Start of EXTRACTED DATA

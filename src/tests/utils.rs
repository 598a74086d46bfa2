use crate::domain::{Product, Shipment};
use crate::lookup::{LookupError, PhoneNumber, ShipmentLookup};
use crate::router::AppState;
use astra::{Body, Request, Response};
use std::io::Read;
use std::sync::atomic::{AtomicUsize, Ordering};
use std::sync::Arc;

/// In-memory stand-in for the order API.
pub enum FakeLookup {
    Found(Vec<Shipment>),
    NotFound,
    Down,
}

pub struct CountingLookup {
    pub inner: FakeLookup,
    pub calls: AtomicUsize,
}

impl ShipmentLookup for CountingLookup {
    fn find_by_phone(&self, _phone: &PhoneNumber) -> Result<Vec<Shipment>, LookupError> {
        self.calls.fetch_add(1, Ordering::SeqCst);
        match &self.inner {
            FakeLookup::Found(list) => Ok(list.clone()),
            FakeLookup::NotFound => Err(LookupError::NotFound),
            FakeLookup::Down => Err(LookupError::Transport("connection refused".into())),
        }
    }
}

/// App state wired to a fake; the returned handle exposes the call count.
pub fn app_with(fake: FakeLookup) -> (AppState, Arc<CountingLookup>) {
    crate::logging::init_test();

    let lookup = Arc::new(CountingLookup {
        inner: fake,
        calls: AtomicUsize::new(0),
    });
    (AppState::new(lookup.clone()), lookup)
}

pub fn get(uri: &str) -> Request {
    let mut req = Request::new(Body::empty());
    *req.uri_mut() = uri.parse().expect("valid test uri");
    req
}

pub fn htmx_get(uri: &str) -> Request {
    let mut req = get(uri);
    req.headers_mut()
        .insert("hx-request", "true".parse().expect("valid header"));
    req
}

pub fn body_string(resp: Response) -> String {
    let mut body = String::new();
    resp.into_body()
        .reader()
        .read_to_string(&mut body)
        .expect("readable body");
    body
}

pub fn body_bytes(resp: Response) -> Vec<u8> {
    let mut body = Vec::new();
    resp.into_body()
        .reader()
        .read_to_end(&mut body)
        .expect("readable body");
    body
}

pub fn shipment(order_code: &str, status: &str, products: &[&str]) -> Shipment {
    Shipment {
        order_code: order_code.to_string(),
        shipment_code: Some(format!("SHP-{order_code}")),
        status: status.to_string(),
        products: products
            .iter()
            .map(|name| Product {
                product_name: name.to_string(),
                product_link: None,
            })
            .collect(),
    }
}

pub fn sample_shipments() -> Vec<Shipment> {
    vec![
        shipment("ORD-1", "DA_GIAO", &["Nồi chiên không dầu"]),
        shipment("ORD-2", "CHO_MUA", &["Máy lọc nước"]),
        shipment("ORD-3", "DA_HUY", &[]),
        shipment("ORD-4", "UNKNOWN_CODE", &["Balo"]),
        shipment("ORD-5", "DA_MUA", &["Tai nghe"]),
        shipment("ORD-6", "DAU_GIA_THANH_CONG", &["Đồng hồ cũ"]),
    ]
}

End of EXTRACTED DATA

[WHAT IS BEING ASKED]: Only the lines from the one containing "let lookup = Arc::new(CountingLookup" through the one containing "pub fn htmx_get(uri: &str)" are to be retyped, both boundary lines included, with no other material.

[WRITTEN ANSWER]:
    let lookup = Arc::new(CountingLookup {
        inner: fake,
        calls: AtomicUsize::new(0),
    });
    (AppState::new(lookup.clone()), lookup)
}

pub fn get(uri: &str) -> Request {
    let mut req = Request::new(Body::empty());
    *req.uri_mut() = uri.parse().expect("valid test uri");
    req
}

pub fn htmx_get(uri: &str) -> Request {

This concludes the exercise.